2003-09-02 Thread Malcolm Tredinnick
On Tue, 2003-09-02 at 04:59, Colin Fox wrote:
[...]
 Hmm. I put this in:
 
 def on_aboutbox_response( dialog, arg1, *args ):
 if arg1  0:
 dialog.hide()
 dialog.emit_stop_by_name( 'response' )
 
 This causes it to work properly if the user clicks the Ok button, but
 it's a hack. Why should you have to force a signal to be stopped just
 because you're using an about box? I don't think the old versions of the
 library required such contortions... Regardless, if the user clicks the
 close box, it will still crash when you try to re-invoke it.
 
 I'm catching the close signal, and it NEVER gets sent. That seems to be
 a bug, too. Same with the delete event. The ONLY event sent by the about
 box is 'response'. 

OK, pretend I am waving my hand in a Jedi-like fashion and saying There
is no problem here. Convinced? I'm not kidding ... everything is
working normally.

If you are still reading this, my powers are weaker than I thought, so
here is an explanation of what is going on...

A GtkDialog box has two main signals it implements: 'close' and
'response'. It also inherits the 'delete-event' signal from the
GtkWidget class which also has a role to play here.

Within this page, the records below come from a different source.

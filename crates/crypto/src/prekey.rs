//! Medium-term signed prekeys, single-use one-time prekeys, and the public
//! key bundle published to the DHT.

use std::collections::HashMap;

use serde::{Deserialize, Serialize};
use serde_big_array::BigArray;
use thiserror::Error;
use zentalk_core::{Address, PublicKeyBytes, SignatureBytes, unix_now};

use crate::{verify_signature, DhKeypair, IdentityKeyPair, SigningKeypair};

#[derive(Error, Debug)]
pub enum PrekeyError {
    #[error("Signed prekey signature verification failed")]
    BadSignature,
    #[error("One-time prekey {0} not found")]
    MissingOneTimePrekey(u32),
    #[error("Serialization error: {0}")]
    Serialization(String),
}

/// Bytes covered by the signed-prekey signature:
/// key_id(4 BE) ‖ public(32) ‖ timestamp(8 BE)
fn signed_prekey_signable(key_id: u32, public: &PublicKeyBytes, timestamp: u64) -> Vec<u8> {
    let mut data = Vec::with_capacity(4 + 32 + 8);
    data.extend_from_slice(&key_id.to_be_bytes());
    data.extend_from_slice(public);
    data.extend_from_slice(&timestamp.to_be_bytes());
    data
}

/// Medium-term signed prekey (local, holds the private half)
pub struct SignedPreKey {
    pub key_id: u32,
    pub keypair: DhKeypair,
    pub signature: SignatureBytes,
    pub timestamp: u64,
}

impl Clone for SignedPreKey {
    fn clone(&self) -> Self {
        Self {
            key_id: self.key_id,
            keypair: self.keypair.clone(),
            signature: self.signature,
            timestamp: self.timestamp,
        }
    }
}

impl SignedPreKey {
    /// Generate and sign a fresh prekey under the owner's identity signing key
    pub fn generate(signing: &SigningKeypair, key_id: u32) -> Self {
        let keypair = DhKeypair::generate();
        let timestamp = unix_now();
        let signature = signing.sign(&signed_prekey_signable(
            key_id,
            &keypair.public_key_bytes(),
            timestamp,
        ));
        Self {
            key_id,
            keypair,
            signature,
            timestamp,
        }
    }

    pub fn to_public(&self) -> SignedPreKeyPublic {
        SignedPreKeyPublic {
            key_id: self.key_id,
            public: self.keypair.public_key_bytes(),
            signature: self.signature,
            timestamp: self.timestamp,
        }
    }
}

/// Public half of a signed prekey, as published in a key bundle
#[derive(Debug, Clone, PartialEq, Serialize, Deserialize)]
pub struct SignedPreKeyPublic {
    pub key_id: u32,
    pub public: PublicKeyBytes,
    #[serde(with = "BigArray")]
    pub signature: SignatureBytes,
    pub timestamp: u64,
}

impl SignedPreKeyPublic {
    /// Verify the signature under the owner's identity signing key
    pub fn verify(&self, identity_signing_pub: &PublicKeyBytes) -> Result<(), PrekeyError> {
        verify_signature(
            identity_signing_pub,
            &signed_prekey_signable(self.key_id, &self.public, self.timestamp),
            &self.signature,
        )
        .map_err(|_| PrekeyError::BadSignature)
    }
}

/// Single-use one-time prekey (local, holds the private half)
pub struct OneTimePreKey {
    pub key_id: u32,
    pub keypair: DhKeypair,
}

impl OneTimePreKey {
    pub fn generate(key_id: u32) -> Self {
        Self {
            key_id,
            keypair: DhKeypair::generate(),
        }
    }

    pub fn to_public(&self) -> OneTimePreKeyPublic {
        OneTimePreKeyPublic {
            key_id: self.key_id,
            public: self.keypair.public_key_bytes(),
        }
    }
}

/// Public half of a one-time prekey
#[derive(Debug, Clone, Copy, PartialEq, Eq, Serialize, Deserialize)]
pub struct OneTimePreKeyPublic {
    pub key_id: u32,
    pub public: PublicKeyBytes,
}

/// Local prekey pool: one signed prekey plus one-time prekeys keyed by id.
///
/// One-time prekeys are consumed on first use and never handed out twice.
pub struct PreKeyStore {
    pub signed: SignedPreKey,
    one_time: HashMap<u32, OneTimePreKey>,
    next_one_time_id: u32,
}

impl PreKeyStore {
    /// Build a pool with `count` one-time prekeys
    pub fn generate(identity: &IdentityKeyPair, count: u32) -> Self {
        let signed = SignedPreKey::generate(&identity.signing, 1);
        let mut one_time = HashMap::new();
        for id in 1..=count {
            one_time.insert(id, OneTimePreKey::generate(id));
        }
        Self {
            signed,
            one_time,
            next_one_time_id: count + 1,
        }
    }

    pub fn one_time_count(&self) -> usize {
        self.one_time.len()
    }

    pub fn has_one_time(&self, key_id: u32) -> bool {
        self.one_time.contains_key(&key_id)
    }

    /// Consume a one-time prekey. It is removed from the pool permanently.
    pub fn take_one_time(&mut self, key_id: u32) -> Result<OneTimePreKey, PrekeyError> {
        self.one_time
            .remove(&key_id)
            .ok_or(PrekeyError::MissingOneTimePrekey(key_id))
    }

    /// Top the pool back up to `target` one-time prekeys; the owner republishes
    /// its bundle afterwards.
    pub fn replenish(&mut self, target: usize) {
        while self.one_time.len() < target {
            let id = self.next_one_time_id;
            self.next_one_time_id += 1;
            self.one_time.insert(id, OneTimePreKey::generate(id));
        }
    }

    /// Rotate the signed prekey, bumping its id
    pub fn rotate_signed(&mut self, identity: &IdentityKeyPair) {
        let next_id = self.signed.key_id + 1;
        self.signed = SignedPreKey::generate(&identity.signing, next_id);
    }

    /// Serializable secret form for keystore persistence
    pub fn to_data(&self) -> PreKeyStoreData {
        let mut one_time: Vec<OneTimePreKeyData> = self
            .one_time
            .values()
            .map(|k| OneTimePreKeyData {
                key_id: k.key_id,
                secret: k.keypair.secret_key_bytes(),
            })
            .collect();
        one_time.sort_by_key(|k| k.key_id);
        PreKeyStoreData {
            signed_key_id: self.signed.key_id,
            signed_secret: self.signed.keypair.secret_key_bytes(),
            signed_signature: self.signed.signature,
            signed_timestamp: self.signed.timestamp,
            one_time,
            next_one_time_id: self.next_one_time_id,
        }
    }

    pub fn from_data(data: &PreKeyStoreData) -> Self {
        let signed = SignedPreKey {
            key_id: data.signed_key_id,
            keypair: DhKeypair::from_secret_bytes(&data.signed_secret),
            signature: data.signed_signature,
            timestamp: data.signed_timestamp,
        };
        let one_time = data
            .one_time
            .iter()
            .map(|k| {
                (
                    k.key_id,
                    OneTimePreKey {
                        key_id: k.key_id,
                        keypair: DhKeypair::from_secret_bytes(&k.secret),
                    },
                )
            })
            .collect();
        Self {
            signed,
            one_time,
            next_one_time_id: data.next_one_time_id,
        }
    }

    /// Assemble the public key bundle for DHT publication
    pub fn bundle(&self, identity: &IdentityKeyPair) -> KeyBundle {
        let mut one_time: Vec<OneTimePreKeyPublic> =
            self.one_time.values().map(|k| k.to_public()).collect();
        one_time.sort_by_key(|k| k.key_id);
        KeyBundle {
            address: identity.address(),
            identity_dh: identity.dh.public_key_bytes(),
            identity_signing: identity.signing.public_key_bytes(),
            signed_prekey: self.signed.to_public(),
            one_time_prekeys: one_time,
            registration_id: identity.registration_id,
        }
    }
}

/// Serializable secret form of the prekey pool
#[derive(Serialize, Deserialize)]
pub struct PreKeyStoreData {
    pub signed_key_id: u32,
    pub signed_secret: [u8; 32],
    #[serde(with = "BigArray")]
    pub signed_signature: SignatureBytes,
    pub signed_timestamp: u64,
    pub one_time: Vec<OneTimePreKeyData>,
    pub next_one_time_id: u32,
}

/// Secret half of one one-time prekey, as persisted
#[derive(Serialize, Deserialize)]
pub struct OneTimePreKeyData {
    pub key_id: u32,
    pub secret: [u8; 32],
}

/// Public key bundle published to the DHT under `SHA-256(address)`
#[derive(Debug, Clone, PartialEq, Serialize, Deserialize)]
pub struct KeyBundle {
    pub address: Address,
    pub identity_dh: PublicKeyBytes,
    pub identity_signing: PublicKeyBytes,
    pub signed_prekey: SignedPreKeyPublic,
    pub one_time_prekeys: Vec<OneTimePreKeyPublic>,
    pub registration_id: u32,
}

impl KeyBundle {
    /// Verify the signed-prekey signature against the bundle's identity key
    pub fn verify(&self) -> Result<(), PrekeyError> {
        self.signed_prekey.verify(&self.identity_signing)
    }

    /// First available one-time prekey, if any
    pub fn first_one_time(&self) -> Option<&OneTimePreKeyPublic> {
        self.one_time_prekeys.first()
    }

    pub fn to_json(&self) -> Result<Vec<u8>, PrekeyError> {
        serde_json::to_vec(self).map_err(|e| PrekeyError::Serialization(e.to_string()))
    }

    pub fn from_json(bytes: &[u8]) -> Result<Self, PrekeyError> {
        serde_json::from_slice(bytes).map_err(|e| PrekeyError::Serialization(e.to_string()))
    }
}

The 'response' signal is emitted pretty much whenever any action happens
that causes the dialog box to finish running. The response signal
emission will contain a response ID which can be user-defined or any
one of the gtk.RESPONSE_* constants in pyGTK. The standard values
correspond to things like one of the standard buttons being pushed or
the window being destroyed. You can act differently based on the
response ID.

The 'delete' signal is emitted whenever the corresponding GtkWidget is
deleted in a strange (for want of a better word) way. The main case
here is when the user closes the window via the window manager (Alt-F4,
or clicking on the 'X' button in a typical window manager, for example).
In that case, you also get a 'response' signal, so generally you just
ignore the 'delete' signal (return gtk.TRUE as has been mentioned
elsewhere).

For your standard GtkDialog widget, the only way the 'close' signal is
emitted is when the Escape key is pressed. Widgets deriving from
GtkDialog may have other buttons that are hooked up to emit 'close', but
by default it is only bound to the Escape key (try it and see for the
About dialog -- you can close it with Escape and it emits the predicted
signal).

So, in short, for something like the About dialog box: connect to
'response', hide the dialog box and then call the emit_stop_by_name()
method. Connect to 'delete' and ignore it by returning gtk.TRUE. Ignore
'close' -- it is not useful in this case.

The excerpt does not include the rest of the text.